では、どんな相場になるのか。連休中起きた最大のイベントは、もちろん天皇陛下のご退位と皇太子殿下のご即位。その背景にあったのは、上皇さまのご高齢。天皇は国民の象徴として存在しておられることになるが、それは同時に国民の高齢化の象徴をも体現しておられたと言えよう。
この点から、まず挙げたいのは、「(1)日本の高齢化のさらなる進行」になる。それは平成の30年間に徐々に進行してきたわけだが、高齢化による弊害を克服すべく日本企業の多くは収益拡大を目指して海外展開に尽力してきた。
その結果、国内では度重なる天災、海外では世界同時多発テロ、ITバブルそしてサブプライムローン・バブルの崩壊などに見舞われながらも、多くの企業で収益増を果し、内部留保を膨らませてきたた。
グローバル化の大波の中で、成功を収めてきたことになるが、これまでのやり方ではそろそろシェア拡大に限界がきているように見える。日本企業の時価総額首位であるトヨタ自動車 <7203> だけでなく、日産自動車 <7201> 、ホンダ <7267> なども販売台数を簡単には伸ばせなくなっている。電子部品各社も収益の伸びが止まっている。
これらが示すのは、「(2)グローバル経済の拡大に限界が見えている」になる。
(1)(2)ともにネガティブ材料になってしまうものの、しかし、それだからこそ大いに期待し、また実現する確率も高い大目標、大テーマがある。
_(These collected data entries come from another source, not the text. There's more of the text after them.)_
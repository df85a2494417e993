use crate::client::AsyncTwentyClient;
use crate::domain::{prepare_payload, RecordId};
use crate::error::{ResultExt, TwentyApiResult};
use crate::graphql::{self, mutation_key};
use crate::metrics::Metrics;
use crate::models::{EntityKind, Record, RecordPage};
use crate::repositories::response::{expect_id, expect_record, optional_record, page_from_connection};
use crate::repositories::traits::{FindQuery, RecordRepository};
use async_trait::async_trait;
use serde_json::{json, Map, Value};
use std::sync::Arc;

/// Record repository backed by the Twenty GraphQL API.
///
/// Queries and mutations are built by [`crate::graphql`]; this type sends
/// them through the async client and shapes the `data` object into records.
pub struct GraphqlRecordRepository {
    client: Arc<dyn AsyncTwentyClient>,
    metrics: Metrics,
}

impl GraphqlRecordRepository {
    pub fn new(client: Arc<dyn AsyncTwentyClient>, metrics: Metrics) -> Self {
        Self { client, metrics }
    }
}

#[async_trait]
impl RecordRepository for GraphqlRecordRepository {
    async fn find(&self, kind: EntityKind, query: &FindQuery) -> TwentyApiResult<RecordPage> {
        let document = graphql::find_query(kind, query.include_related);
        let variables = json!({
            "filter": query.filter.as_ref().map(|f| f.to_graphql()).unwrap_or_else(|| json!({})),
            "first": query.limit,
            "orderBy": query.order_by.as_ref().map(|o| o.to_graphql()),
        });

        let data = self
            .client
            .graphql(&document, variables)
            .await
            .context(&format!("search {}", kind.plural()))?;

        let connection = data.get(kind.plural()).cloned().unwrap_or(Value::Null);
        let page = page_from_connection(&connection)?;
        self.metrics.record_records_fetched(page.records.len());
        Ok(page)
    }

    async fn get(&self, kind: EntityKind, id: &RecordId) -> TwentyApiResult<Option<Record>> {
        let variables = json!({ "filter": { "id": { "eq": id.as_str() } } });
        let data = self
            .client
            .graphql(&graphql::get_query(kind), variables)
            .await
            .context(&format!("get {}", kind.singular()))?;

        let record = optional_record(&data, kind.singular());
        if record.is_some() {
            self.metrics.record_records_fetched(1);
        }
        Ok(record)
    }

    async fn create(&self, kind: EntityKind, data: &Map<String, Value>) -> TwentyApiResult<Record> {
        let payload = prepare_payload(data, false)?;
        let response = self
            .client
            .graphql(&graphql::create_mutation(kind), json!({ "data": payload }))
            .await
            .context(&format!("create {}", kind.singular()))?;

        let record = expect_record(&response, &mutation_key("create", kind))?;
        self.metrics.record_created();
        tracing::info!("Created {} {}", kind, record.id().unwrap_or_default());
        Ok(record)
    }

    async fn update(
        &self,
        kind: EntityKind,
        id: &RecordId,
        data: &Map<String, Value>,
    ) -> TwentyApiResult<Record> {
        let payload = prepare_payload(data, false)?;
        let response = self
            .client
            .graphql(
                &graphql::update_mutation(kind),
                json!({ "id": id.as_str(), "data": payload }),
            )
            .await
            .context(&format!("update {}", kind.singular()))?;

        let record = expect_record(&response, &mutation_key("update", kind))?;
        self.metrics.record_updated();
        tracing::info!("Updated {} {}", kind, id);
        Ok(record)
    }

    async fn delete(&self, kind: EntityKind, id: &RecordId) -> TwentyApiResult<String> {
        let response = self
            .client
            .graphql(&graphql::delete_mutation(kind), json!({ "id": id.as_str() }))
            .await
            .context(&format!("delete {}", kind.singular()))?;

        let deleted = expect_id(&response, &mutation_key("delete", kind))?;
        self.metrics.record_deleted();
        tracing::info!("Deleted {} {}", kind, deleted);
        Ok(deleted)
    }
}
use serde::{Deserialize, Serialize};
use std::path::PathBuf;

use crate::graph::ValidationPolicy;

#[derive(Debug, Clone, Serialize, Deserialize)]
pub struct AppSettings {
    /// Executor address as host:port; http and ws endpoints derive from it.
    pub server_address: String,
    /// Connection-legality policy applied on connect gestures.
    pub validation: ValidationPolicy,
}

impl Default for AppSettings {
    fn default() -> Self {
        Self {
            server_address: "127.0.0.1:8080".to_string(),
            validation: ValidationPolicy::TypeCheck,
        }
    }
}

impl AppSettings {
    /// Defaults with the `PATCHBAY_SERVER` environment override applied.
    pub fn from_env() -> Self {
        let mut settings = Self::default();
        if let Ok(address) = std::env::var("PATCHBAY_SERVER") {
            if !address.is_empty() {
                settings.server_address = address;
            }
        }
        settings
    }

    /// Platform data dir for the state database.
    pub fn data_dir() -> PathBuf {
        dirs::data_dir()
            .unwrap_or_else(|| PathBuf::from("."))
            .join("patchbay")
    }
}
それが次の「(3)製品、サービス、システムのスーパー付加価値化」だ。
●訪日外国人を魅了する技術の結晶にヒント
高齢化、グローバル経済下でのシェア拡大に限界となると、日本が得意とする高品質は当たり前、精密化の徹底に加え、センスのある製品・サービスの創出が求められることになる。
つまり、付加価値の高さを極めた製品、サービスということになる。そして現在、それらへの評価がいかに高いのかがよく分かるのが、訪日外国人たちの中に、日本の伝統を受け継ぐ職人に憧れる人が意外に多いことだ。
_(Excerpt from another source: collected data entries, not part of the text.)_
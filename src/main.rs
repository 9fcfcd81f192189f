//! Headless runner: restores the last-active workflow, connects to the
//! executor, submits the graph, and prints events until interrupted.
//! Run with: cargo run -- 127.0.0.1:8080

use std::sync::Arc;
use tokio::sync::Mutex;

use patchbay_lib::database;
use patchbay_lib::realtime::UplinkManager;
use patchbay_lib::settings::AppSettings;
use patchbay_lib::uplink::Session;
use patchbay_lib::workspace::Workspace;

#[tokio::main]
async fn main() -> Result<(), String> {
    let mut settings = AppSettings::from_env();
    if let Some(address) = std::env::args().nth(1) {
        settings.server_address = address;
    }
    println!("[patchbay] executor at {}", settings.server_address);

    let db = database::init_state_db(&AppSettings::data_dir()).await?;
    let session = Arc::new(Mutex::new(Session::new()));

    let mut workspace = Workspace::new(db, settings.clone(), session.clone());
    workspace.bootstrap().await?;
    match workspace.update_node_registry().await {
        Ok(count) => println!("[patchbay] node registry loaded ({count} types)"),
        Err(e) => eprintln!("[patchbay] {e}"),
    }
    println!(
        "[patchbay] workflow restored: {} nodes, {} edges",
        workspace.store().nodes().len(),
        workspace.store().edges().len()
    );

    let workspace = Arc::new(Mutex::new(workspace));
    let manager = UplinkManager::new(session);
    manager
        .start(settings.server_address.clone(), workspace.clone())
        .await?;

    // Let the welcome handshake settle before submitting the stored graph.
    tokio::time::sleep(std::time::Duration::from_millis(750)).await;
    workspace.lock().await.run_graph().await;

    tokio::signal::ctrl_c()
        .await
        .map_err(|e| format!("Failed to wait for interrupt: {e}"))?;
    manager.stop().await;
    Ok(())
}
use serde::{Deserialize, Serialize};

use crate::graph::store::GraphStore;
use crate::models::schema::Connection;

/// Hard cap on spawned sibling parameters per base key.
pub const SPAWN_CAP: usize = 32;

/// Source types implicitly match everything via this tag.
pub const WILDCARD_TYPE: &str = "any";

/// Connection-legality policy. `TypeCheck` requires intersecting type tags;
/// `AcceptAll` only rejects self-loops and missing handles.
#[derive(Serialize, Deserialize, Clone, Copy, Debug, PartialEq, Eq)]
#[serde(rename_all = "lowercase")]
pub enum ValidationPolicy {
    TypeCheck,
    AcceptAll,
}

impl Default for ValidationPolicy {
    fn default() -> Self {
        ValidationPolicy::TypeCheck
    }
}

/// Decide whether a proposed edge is legal. Consulted before `connect`;
/// rejections are silent.
pub fn is_valid_connection(
    store: &GraphStore,
    conn: &Connection,
    policy: ValidationPolicy,
) -> bool {
    let (Some(source_handle), Some(target_handle)) =
        (conn.source_handle.as_deref(), conn.target_handle.as_deref())
    else {
        return false;
    };

    if conn.source == conn.target {
        return false;
    }

    match policy {
        ValidationPolicy::AcceptAll => true,
        ValidationPolicy::TypeCheck => {
            let mut source_types = store.param_type_tags(&conn.source, source_handle);
            source_types.push(WILDCARD_TYPE.to_string());
            let target_types = store.param_type_tags(&conn.target, target_handle);
            // An untyped target accepts anything.
            if target_types.is_empty() {
                return true;
            }
            source_types.iter().any(|tag| target_types.contains(tag))
        }
    }
}

/// Base key of a possibly indexed spawn sibling: `images[3]` -> `images`.
pub fn spawn_base(key: &str) -> &str {
    match (key.rfind('['), key.ends_with(']')) {
        (Some(open), true) if key[open + 1..key.len() - 1].chars().all(|c| c.is_ascii_digit()) => {
            &key[..open]
        }
        _ => key,
    }
}

/// Index of a spawn sibling: `images[3]` -> `Some(3)`, `images` -> `None`.
pub fn spawn_index(key: &str) -> Option<usize> {
    let open = key.rfind('[')?;
    if !key.ends_with(']') {
        return None;
    }
    key[open + 1..key.len() - 1].parse().ok()
}
use indexmap::IndexMap;
use serde::{Deserialize, Serialize};
use serde_json::Value;
use std::collections::HashMap;
use ts_rs::TS;

/// Editing mode. Each mode owns an independent stored workflow; switching
/// modes swaps the whole graph, it never merges.
#[derive(TS, Serialize, Deserialize, Clone, Copy, Debug, PartialEq, Eq, Hash)]
#[serde(rename_all = "lowercase")]
#[ts(export, export_to = "bindings/schema.ts")]
pub enum Mode {
    Workflow,
    Tool,
}

impl Mode {
    pub fn storage_key(&self) -> &'static str {
        match self {
            Mode::Workflow => "workflow",
            Mode::Tool => "tool",
        }
    }
}

impl Default for Mode {
    fn default() -> Self {
        Mode::Workflow
    }
}

#[derive(TS, Serialize, Deserialize, Clone, Copy, Debug, PartialEq, Eq, Hash)]
#[serde(rename_all = "lowercase")]
#[ts(export, export_to = "bindings/schema.ts")]
pub enum ExecutionType {
    /// Runs when the whole workflow is submitted.
    Workflow,
    /// Runs on an explicit per-node trigger.
    Button,
    /// Any local parameter edit re-runs the node's dependency path.
    Continuous,
}

impl Default for ExecutionType {
    fn default() -> Self {
        ExecutionType::Workflow
    }
}

#[derive(TS, Serialize, Deserialize, Clone, Copy, Debug, PartialEq)]
#[ts(export, export_to = "bindings/schema.ts")]
pub struct Viewport {
    pub x: f64,
    pub y: f64,
    pub zoom: f64,
}

impl Default for Viewport {
    fn default() -> Self {
        Self {
            x: 0.0,
            y: 0.0,
            zoom: 1.0,
        }
    }
}

#[derive(TS, Serialize, Deserialize, Clone, Copy, Debug, PartialEq)]
#[ts(export, export_to = "bindings/schema.ts")]
pub struct Position {
    pub x: f64,
    pub y: f64,
}

/// Accepted/produced type tags of a handle. Servers send either one tag or
/// a list; both are kept as-is for round-tripping.
#[derive(TS, Serialize, Deserialize, Clone, Debug, PartialEq)]
#[serde(untagged)]
#[ts(export, export_to = "bindings/schema.ts")]
pub enum TypeTags {
    One(String),
    Many(Vec<String>),
}

impl TypeTags {
    pub fn as_vec(&self) -> Vec<String> {
        match self {
            TypeTags::One(tag) => vec![tag.clone()],
            TypeTags::Many(tags) => tags.clone(),
        }
    }
}

/// Declarative side effect of a parameter value change: `show` tracks a
/// select value and hides every non-matching target, `disable` mirrors a
/// boolean onto its targets. Targets ending in `_group` address a whole
/// visual group.
#[derive(TS, Serialize, Deserialize, Clone, Debug, PartialEq)]
#[serde(untagged)]
#[ts(export, export_to = "bindings/schema.ts")]
pub enum OnChange {
    Action(String),
    Spec {
        action: String,
        #[serde(default)]
        #[ts(type = "unknown")]
        target: Option<Value>,
    },
}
この1年ほど東京市場では外国人投資家たちの売り越しが続いているが、訪日外国人たちは市場の外で日本の技術の結晶ともいえるものを購入しているのであり、そこに今後、日本企業の生きる道があるように私には思える。
さて、令和相場を迎えるにあたって注目したいのは、まずはマザーズに昨年12月上場したシノプス <4428> [東証M]だ。大手小売向けに需要予測型の自動発注システム「sinops(シノプス)」を提供、急成長中だ。
令和時代のスタートで今後少なくとも1年はDM、チラシなどの印刷増が続くと見てよく、印刷仲介サイト「ラクスル」を運営するラクスル <4384> [東証M]も成長継続が見込め、株も魅力的だ。
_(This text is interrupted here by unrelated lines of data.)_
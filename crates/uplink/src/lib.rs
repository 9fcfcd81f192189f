pub mod protocol;
pub mod types;

pub use types::{ConnectionState, ServerEvent, Session, RECONNECT_DELAY_MS};

use std::sync::Arc;
use tokio::sync::{mpsc, Mutex};
use tokio::time::Duration;

use futures_util::StreamExt;
use tokio_tungstenite::connect_async;
use tokio_tungstenite::tungstenite::Message;

/// Realtime client for the executor's event channel.
///
/// One driver task owns the whole connect/read/reconnect cycle, so there is
/// never more than one pending reconnect timer. Parsed events are handed to
/// the callback in arrival order; the channel is receive-only.
pub struct UplinkClient {
    stop_tx: mpsc::Sender<()>,
}

impl UplinkClient {
    /// Start the client against `address` (host:port). Generates a session
    /// id if the session does not carry one yet; a `welcome` frame may later
    /// replace it with the server's authoritative id.
    pub async fn start(
        address: String,
        session: Arc<Mutex<Session>>,
        callback: impl Fn(ServerEvent) + Send + Sync + 'static,
    ) -> Result<Self, String> {
        {
            let mut s = session.lock().await;
            s.address = Some(address.clone());
            if s.sid.is_none() {
                s.sid = Some(uuid::Uuid::new_v4().to_string());
            }
        }

        let (stop_tx, mut stop_rx) = mpsc::channel::<()>(1);
        let sess = session.clone();

        tokio::spawn(async move {
            loop {
                let url = {
                    let mut s = sess.lock().await;
                    s.state = ConnectionState::Connecting;
                    protocol::socket_url(&address, s.sid.as_deref().unwrap_or_default())
                };

                match connect_async(url.as_str()).await {
                    Ok((mut ws, _response)) => {
                        {
                            let mut s = sess.lock().await;
                            s.state = ConnectionState::Connected;
                        }
                        eprintln!("[uplink] connected to {url}");

                        let mut stopped = false;
                        loop {
                            tokio::select! {
                                _ = stop_rx.recv() => {
                                    let _ = ws.close(None).await;
                                    stopped = true;
                                    break;
                                }
                                frame = ws.next() => match frame {
                                    Some(Ok(Message::Text(text))) => {
                                        if let Some(event) = protocol::parse_event(&text) {
                                            if let ServerEvent::Welcome { sid } = &event {
                                                let mut s = sess.lock().await;
                                                if s.sid.as_deref() != Some(sid.as_str()) {
                                                    eprintln!("[uplink] session id mismatch, adopting {sid}");
                                                    s.sid = Some(sid.clone());
                                                }
                                            }
                                            callback(event);
                                        }
                                    }
                                    Some(Ok(Message::Close(_))) | Some(Err(_)) | None => break,
                                    Some(Ok(_)) => {}
                                }
                            }
                        }

                        {
                            let mut s = sess.lock().await;
                            s.state = ConnectionState::Disconnected;
                        }
                        if stopped {
                            return;
                        }
                        eprintln!("[uplink] connection closed, retrying in {RECONNECT_DELAY_MS}ms");
                    }
                    Err(e) => {
                        {
                            let mut s = sess.lock().await;
                            s.state = ConnectionState::Disconnected;
                        }
                        eprintln!("[uplink] connect to {url} failed: {e}; retrying in {RECONNECT_DELAY_MS}ms");
                    }
                }

                // Fixed-delay retry. Stopping cancels the pending timer.
                tokio::select! {
                    _ = stop_rx.recv() => return,
                    _ = tokio::time::sleep(Duration::from_millis(RECONNECT_DELAY_MS)) => {}
                }
            }
        });

        Ok(Self { stop_tx })
    }

    /// Close the socket and cancel any pending reconnect. The session id is
    /// kept so a later start resumes the same identity.
    pub async fn stop(&self) {
        let _ = self.stop_tx.send(()).await;
    }
}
人工知能(AI)とウェブ活用の自動翻訳サービスに強く、特に産業用翻訳に特化している点が評価できるロゼッタ <6182> [東証M]も注目したい。
エレベータの保守管理という地味な分野でリニューアルを武器に収益を伸ばし続けているジャパンエレベーターサービスホールディングス <6544> もさらなる株価上昇が見込める。
私好みの銘柄では、毎度お馴染みのマニー <7730> を。手術用糸、針、メス、歯科治療器具など特殊分野に強いため、株価の着実高方向は変わらずと言える。